XMU-MP-1, the Hippo Signaling Pathway MST-1 Kinase Inhibitor, Prevents the Development of Drug Resistance to Doxorubicin in Hematological Tumor Cells

Background/Objectives: Search for the new drugs capable of suppressing the development of drug resistance in tumor cells is extremely important for clinical practice. Cell signaling pathway inhibitors that control cell proliferation and death can be used in the complex therapy of malignant tumors. Methods: Cell cycle assay by flow cytometry, In Vitro Cell Viability Assay Cells chemosensitivity was analyzed by direct cell counting after trypan blue staining using microscope. Results: In the present work, we have shown that the combined action of doxorubicin and XMU-MP-1, the inhibitor of the MST1/2 kinase in the Hippo signaling pathway, prevents the development of drug resistance in Namalwa cells and significantly slows it down in K562 cells. and restores the sensitivity of resistant K562 cells to doxorubicin. We have shown that the combined action of doxorubicin and XMU-MP-1, causes a significant decrease in cell division rate and leads to the death of hematological tumor cells the Burkitt's lymphoma Namalwa, and myeloma K562 cells compared to monotherapy.
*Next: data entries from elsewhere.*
//! Input loading for raw rows.
//!
//! Reads rows from a single JSON / JSON Lines file or from a directory
//! tree of such files. Loading is the caller's side of the engine: it only
//! materializes rows, it never validates them.

use crate::models::RawRow;
use anyhow::{bail, Context, Result};
use indicatif::{ProgressBar, ProgressStyle};
use serde_json::Value;
use std::fs;
use std::path::{Path, PathBuf};
use std::time::Duration;
use tracing::{debug, info};
use walkdir::{DirEntry, WalkDir};

/// File extensions recognised as row files.
const ROW_EXTENSIONS: [&str; 2] = ["json", "jsonl"];

/// Options for loading rows.
#[derive(Debug, Clone, Default)]
pub struct LoadOptions {
    /// Show a spinner while reading files.
    pub show_progress: bool,
    /// Stop after this many files (directory inputs only).
    pub max_files: Option<usize>,
}

/// Load rows from a file or a directory.
pub fn load_rows(path: &Path, options: &LoadOptions) -> Result<Vec<RawRow>> {
    if !path.exists() {
        bail!("Input path does not exist: {}", path.display());
    }

    let files = if path.is_dir() {
        discover_files(path, options.max_files)
    } else {
        vec![path.to_path_buf()]
    };

    if files.is_empty() {
        bail!("No .json or .jsonl files found under {}", path.display());
    }

    let pb = if options.show_progress && files.len() > 1 {
        let pb = ProgressBar::new(files.len() as u64);
        pb.set_style(
            ProgressStyle::default_bar()
                .template("{spinner:.green} [{bar:30.cyan/blue}] {pos}/{len} {msg}")
                .unwrap_or_else(|_| ProgressStyle::default_bar())
                .progress_chars("#>-"),
        );
        pb.enable_steady_tick(Duration::from_millis(100));
        Some(pb)
    } else {
        None
    };

    let mut rows = Vec::new();
    for file in &files {
        if let Some(ref pb) = pb {
            pb.set_message(file.display().to_string());
        }
        let mut file_rows = read_file(file)?;
        debug!("Read {} rows from {}", file_rows.len(), file.display());
        rows.append(&mut file_rows);
        if let Some(ref pb) = pb {
            pb.inc(1);
        }
    }

    if let Some(pb) = pb {
        pb.finish_and_clear();
    }

    info!("Loaded {} rows from {} file(s)", rows.len(), files.len());
    Ok(rows)
}

/// Find row files under a directory, sorted by path.
fn discover_files(root: &Path, max_files: Option<usize>) -> Vec<PathBuf> {
    let mut files: Vec<PathBuf> = WalkDir::new(root)
        .into_iter()
        .filter_entry(|e| e.depth() == 0 || !is_hidden(e))
        .filter_map(|e| match e {
            Ok(entry) => Some(entry),
            Err(err) => {
                debug!("Skipping unreadable entry: {}", err);
                None
            }
        })
        .filter(|e| e.file_type().is_file() && has_row_extension(e.path()))
        .map(DirEntry::into_path)
        .collect();

    files.sort();
    if let Some(max) = max_files {
        files.truncate(max);
    }
    files
}

fn is_hidden(entry: &DirEntry) -> bool {
    entry
        .file_name()
        .to_str()
        .map_or(false, |name| name.starts_with('.'))
}

fn has_row_extension(path: &Path) -> bool {
    path.extension()
        .and_then(|e| e.to_str())
        .map_or(false, |ext| ROW_EXTENSIONS.contains(&ext))
}

/// Read one file. `.jsonl` holds one object per line, anything else a JSON array.
fn read_file(path: &Path) -> Result<Vec<RawRow>> {
    let content = fs::read_to_string(path)
        .with_context(|| format!("Failed to read input file: {}", path.display()))?;

    let is_lines = path.extension().and_then(|e| e.to_str()) == Some("jsonl");
    if is_lines {
        content
            .lines()
            .enumerate()
            .filter(|(_, line)| !line.trim().is_empty())
            .map(|(n, line)| {
                let value: Value = serde_json::from_str(line).with_context(|| {
                    format!("Invalid JSON on line {} of {}", n + 1, path.display())
                })?;
                into_row(value, path)
            })
            .collect()
    } else {
        let value: Value = serde_json::from_str(&content)
            .with_context(|| format!("Failed to parse JSON in {}", path.display()))?;
        match value {
            Value::Array(items) => items.into_iter().map(|v| into_row(v, path)).collect(),
            _ => bail!("Expected a JSON array of rows in {}", path.display()),
        }
    }
}

fn into_row(value: Value, path: &Path) -> Result<RawRow> {
    match value {
        Value::Object(map) => Ok(map),
        other => bail!(
            "Expected a JSON object per row in {}, found: {}",
            path.display(),
            other
        ),
    }
}
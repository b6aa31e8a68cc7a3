//! Lifecycle of the single supervised child process.
//!
//! ```text
//! NotStarted ──start()──▶ Running ──stop()──▶ Stopped
//!                            │
//!                            └──(exit observed)──▶ Exited
//! ```
//!
//! The supervisor is shared between the startup code and every HTTP handler,
//! so all methods take `&self`. The recorded pid is an atomic; the child handle
//! is behind a mutex that is only held for non-blocking calls.
//!
//! Buffered output keeps only the most recent bytes of each stream, see
//! [`Supervisor::with_buffer_limit`].

use std::fmt;
use std::io;
use std::process::Stdio;
use std::sync::atomic::{AtomicU32, Ordering};
use std::sync::{Arc, Mutex, MutexGuard, PoisonError};

use tokio::io::{AsyncRead, AsyncReadExt};
use tokio::process::{Child, Command};
use tracing::{debug, info, warn};

/// Errors from starting or stopping the child.
#[derive(Debug)]
pub enum SupervisorError {
    /// The command could not be spawned (missing binary, permission denied).
    Launch { command: String, source: io::Error },
    /// `start()` was called on a supervisor that already launched its child.
    AlreadyStarted,
    /// The kill signal could not be delivered.
    Kill(io::Error),
}

impl fmt::Display for SupervisorError {
    fn fmt(&self, f: &mut fmt::Formatter<'_>) -> fmt::Result {
        match self {
            SupervisorError::Launch { command, source } => {
                write!(f, "failed to launch {}: {}", command, source)
            }
            SupervisorError::AlreadyStarted => write!(f, "child process already started"),
            SupervisorError::Kill(e) => write!(f, "failed to kill child process: {}", e),
        }
    }
}

impl std::error::Error for SupervisorError {
    fn source(&self) -> Option<&(dyn std::error::Error + 'static)> {
        match self {
            SupervisorError::Launch { source, .. } => Some(source),
            SupervisorError::Kill(e) => Some(e),
            SupervisorError::AlreadyStarted => None,
        }
    }
}

/// Lifecycle state of the supervised child.
#[derive(Debug, Clone, Copy, PartialEq, Eq)]
pub enum SupervisorState {
    NotStarted,
    Running,
    /// The child exited on its own; its pid is no longer reported.
    Exited,
    /// `stop()` sent the kill signal.
    Stopped,
}

/// Bytes kept per output stream unless overridden.
pub const DEFAULT_BUFFER_LIMIT: usize = 1024 * 1024;

/// Child output captured when output buffering is enabled.
#[derive(Debug, Clone, Default, PartialEq, Eq)]
pub struct CapturedOutput {
    pub stdout: Vec<u8>,
    pub stderr: Vec<u8>,
}

/// Tail of one child stream, never longer than `limit`.
#[derive(Debug, Default)]
struct Tail {
    data: Vec<u8>,
    limit: usize,
    dropped: u64,
}

impl Tail {
    fn with_limit(limit: usize) -> Self {
        Self {
            data: Vec::new(),
            limit,
            dropped: 0,
        }
    }

    fn push(&mut self, bytes: &[u8]) {
        // A single chunk larger than the limit only contributes its end.
        let skipped = bytes.len().saturating_sub(self.limit);
        let bytes = &bytes[skipped..];
        let overflow = (self.data.len() + bytes.len()).saturating_sub(self.limit);
        self.data.drain(..overflow);
        self.data.extend_from_slice(bytes);
        self.dropped += (skipped + overflow) as u64;
    }
}

type OutputBuffer = Arc<Mutex<Tail>>;

struct Inner {
    state: SupervisorState,
    child: Option<Child>,
}

/// Owns one supervised child process.
pub struct Supervisor {
    command: String,
    args: Vec<String>,
    log_to_buffer: bool,
    buffer_limit: usize,
    pid: AtomicU32,
    inner: Mutex<Inner>,
    stdout: OutputBuffer,
    stderr: OutputBuffer,
}

fn lock<T>(mutex: &Mutex<T>) -> MutexGuard<'_, T> {
    mutex.lock().unwrap_or_else(PoisonError::into_inner)
}

impl Supervisor {
    /// Creates a supervisor for `command` with `args`. Nothing is launched yet.
    pub fn new<I, S>(command: impl Into<String>, args: I) -> Self
    where
        I: IntoIterator<Item = S>,
        S: Into<String>,
    {
        Self {
            command: command.into(),
            args: args.into_iter().map(Into::into).collect(),
            log_to_buffer: false,
            buffer_limit: DEFAULT_BUFFER_LIMIT,
            pid: AtomicU32::new(0),
            inner: Mutex::new(Inner {
                state: SupervisorState::NotStarted,
                child: None,
            }),
            stdout: OutputBuffer::default(),
            stderr: OutputBuffer::default(),
        }
    }

    /// Captures child stdout/stderr in memory instead of inheriting ours.
    pub fn with_log_to_buffer(mut self, enabled: bool) -> Self {
        self.log_to_buffer = enabled;
        self
    }

    /// Caps each captured stream at the last `limit` bytes.
    /// Defaults to [`DEFAULT_BUFFER_LIMIT`].
    pub fn with_buffer_limit(mut self, limit: usize) -> Self {
        self.buffer_limit = limit;
        self
    }

    /// Launches the child.
    ///
    /// Must be called from within a Tokio runtime. Only one child is ever
    /// launched per supervisor; a second call fails with
    /// [`SupervisorError::AlreadyStarted`].
    pub fn start(&self) -> Result<u32, SupervisorError> {
        let mut inner = lock(&self.inner);
        if inner.state != SupervisorState::NotStarted {
            return Err(SupervisorError::AlreadyStarted);
        }

        let (stdout, stderr) = if self.log_to_buffer {
            (Stdio::piped(), Stdio::piped())
        } else {
            (Stdio::inherit(), Stdio::inherit())
        };

        let launch_error = |source: io::Error| SupervisorError::Launch {
            command: self.command.clone(),
            source,
        };

        let mut child = Command::new(&self.command)
            .args(&self.args)
            .stdin(Stdio::null())
            .stdout(stdout)
            .stderr(stderr)
            .kill_on_drop(true)
            .spawn()
            .map_err(launch_error)?;

        let pid = child
            .id()
            .ok_or_else(|| launch_error(io::Error::other("child exited before its pid was read")))?;

        if let Some(out) = child.stdout.take() {
            *lock(&self.stdout) = Tail::with_limit(self.buffer_limit);
            tokio::spawn(drain(out, self.stdout.clone()));
        }
        if let Some(err) = child.stderr.take() {
            *lock(&self.stderr) = Tail::with_limit(self.buffer_limit);
            tokio::spawn(drain(err, self.stderr.clone()));
        }

        self.pid.store(pid, Ordering::SeqCst);
        inner.child = Some(child);
        inner.state = SupervisorState::Running;
        info!(pid, command = %self.command, args = ?self.args, "started child process");
        Ok(pid)
    }

    /// Sends a kill signal to the child.
    ///
    /// No-op when nothing was started or the child is already gone. Does not
    /// wait for the child to exit; a child that dies later is reaped by the
    /// next [`running_pid`](Self::running_pid) call.
    pub fn stop(&self) -> Result<(), SupervisorError> {
        let mut inner = lock(&self.inner);
        if inner.state != SupervisorState::Running {
            return Ok(());
        }
        let pid = self.pid();
        let Some(child) = inner.child.as_mut() else {
            return Ok(());
        };

        if let Ok(Some(status)) = child.try_wait() {
            info!(pid, %status, "child process already exited");
            inner.state = SupervisorState::Exited;
            return Ok(());
        }

        child.start_kill().map_err(SupervisorError::Kill)?;
        if let Ok(Some(status)) = child.try_wait() {
            debug!(pid, %status, "reaped killed child process");
            inner.child = None;
        }
        inner.state = SupervisorState::Stopped;
        info!(pid, "killed child process");
        Ok(())
    }

    /// Pid recorded at launch, `0` if never started.
    pub fn pid(&self) -> u32 {
        self.pid.load(Ordering::SeqCst)
    }

    /// Pid of the child while it is still running.
    ///
    /// Polls the child without blocking. Once its exit is observed the pid is
    /// never returned again, so a recycled pid cannot be mistaken for the
    /// child. Polling also reaps the exited child, including one killed by
    /// [`stop`](Self::stop).
    pub fn running_pid(&self) -> Option<u32> {
        let mut inner = lock(&self.inner);
        let pid = self.pid();
        let state = inner.state;
        match state {
            SupervisorState::Running => {}
            SupervisorState::Stopped => {
                if let Some(child) = inner.child.as_mut()
                    && let Ok(Some(status)) = child.try_wait()
                {
                    debug!(pid, %status, "reaped killed child process");
                    inner.child = None;
                }
                return None;
            }
            SupervisorState::NotStarted | SupervisorState::Exited => return None,
        }
        let child = inner.child.as_mut()?;

        match child.try_wait() {
            Ok(None) => Some(pid),
            Ok(Some(status)) => {
                info!(pid, %status, "child process exited");
                inner.state = SupervisorState::Exited;
                None
            }
            Err(e) => {
                warn!(pid, error = %e, "failed to poll child process");
                Some(pid)
            }
        }
    }

    pub fn state(&self) -> SupervisorState {
        lock(&self.inner).state
    }

    /// Copy of the most recent child output, when buffering.
    pub fn captured_output(&self) -> CapturedOutput {
        CapturedOutput {
            stdout: lock(&self.stdout).data.clone(),
            stderr: lock(&self.stderr).data.clone(),
        }
    }

    /// Bytes discarded from the front of (stdout, stderr) to honour the limit.
    pub fn dropped_output(&self) -> (u64, u64) {
        (lock(&self.stdout).dropped, lock(&self.stderr).dropped)
    }
}

impl fmt::Debug for Supervisor {
    fn fmt(&self, f: &mut fmt::Formatter<'_>) -> fmt::Result {
        f.debug_struct("Supervisor")
            .field("command", &self.command)
            .field("args", &self.args)
            .field("log_to_buffer", &self.log_to_buffer)
            .field("buffer_limit", &self.buffer_limit)
            .field("pid", &self.pid())
            .finish_non_exhaustive()
    }
}

/// Copies a child stream into `buffer` until EOF, keeping only its tail.
async fn drain<R: AsyncRead + Unpin>(mut reader: R, buffer: OutputBuffer) {
    let mut chunk = [0u8; 4096];
    loop {
        match reader.read(&mut chunk).await {
            Ok(0) => break,
            Ok(n) => lock(&buffer).push(&chunk[..n]),
            Err(e) => {
                debug!(error = %e, "child output stream closed");
                break;
            }
        }
    }
}
//! Error types for metric collection.

use std::fmt;

use crate::collector::procfs::ParseError;

/// Failure of a single source read.
#[derive(Debug)]
pub enum CollectError {
    /// I/O error opening or reading the source.
    Io(std::io::Error),
    /// The source was read but its content could not be parsed.
    Parse(String),
    /// An external command could not be run or exited unsuccessfully.
    Command(String),
}

impl fmt::Display for CollectError {
    fn fmt(&self, f: &mut fmt::Formatter<'_>) -> fmt::Result {
        match self {
            CollectError::Io(e) => write!(f, "I/O error: {}", e),
            CollectError::Parse(msg) => write!(f, "parse error: {}", msg),
            CollectError::Command(msg) => write!(f, "command error: {}", msg),
        }
    }
}

impl std::error::Error for CollectError {
    fn source(&self) -> Option<&(dyn std::error::Error + 'static)> {
        match self {
            CollectError::Io(e) => Some(e),
            _ => None,
        }
    }
}

impl From<std::io::Error> for CollectError {
    fn from(e: std::io::Error) -> Self {
        CollectError::Io(e)
    }
}

impl From<ParseError> for CollectError {
    fn from(e: ParseError) -> Self {
        CollectError::Parse(e.message)
    }
}

/// Identifies one load step of the status aggregator.
#[derive(Debug, Clone, Copy, PartialEq, Eq, Hash)]
pub enum LoadStep {
    /// `<root>/meminfo`.
    Meminfo,
    /// `<root>/stat`.
    Stat,
    /// `<root>/loadavg`.
    LoadAvg,
    /// `lsof` open file enumeration.
    OpenFiles,
    /// `/proc/<pid>/stat` of the supervised child.
    ProcStat,
}

impl LoadStep {
    pub fn as_str(self) -> &'static str {
        match self {
            LoadStep::Meminfo => "meminfo",
            LoadStep::Stat => "stat",
            LoadStep::LoadAvg => "loadavg",
            LoadStep::OpenFiles => "open_files",
            LoadStep::ProcStat => "proc_stat",
        }
    }
}

impl fmt::Display for LoadStep {
    fn fmt(&self, f: &mut fmt::Formatter<'_>) -> fmt::Result {
        f.write_str(self.as_str())
    }
}

/// A failed load step: which step, and why.
#[derive(Debug)]
pub struct SourceReadError {
    pub step: LoadStep,
    pub source: CollectError,
}

impl SourceReadError {
    pub fn new(step: LoadStep, source: CollectError) -> Self {
        Self { step, source }
    }

    /// Returns `true` if the source file simply did not exist.
    pub fn is_not_found(&self) -> bool {
        matches!(&self.source, CollectError::Io(e) if e.kind() == std::io::ErrorKind::NotFound)
    }
}

impl fmt::Display for SourceReadError {
    fn fmt(&self, f: &mut fmt::Formatter<'_>) -> fmt::Result {
        write!(f, "{}: {}", self.step, self.source)
    }
}

impl std::error::Error for SourceReadError {
    fn source(&self) -> Option<&(dyn std::error::Error + 'static)> {
        Some(&self.source)
    }
}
Cell cycle analysis has demonstrated that the combined action of XMU-MP-1 and doxorubicin results in a catastrophic disruption of the cell cycle, and a significant increase in the number of cells undergoing apoptosis containing fragmented DNA. Conclusions: Thus, XMU-MP-1 can potentially be used in combination with anthracy-clines for the treatment of hematological malignancies and, in particular, the drug-resistant forms of cancer.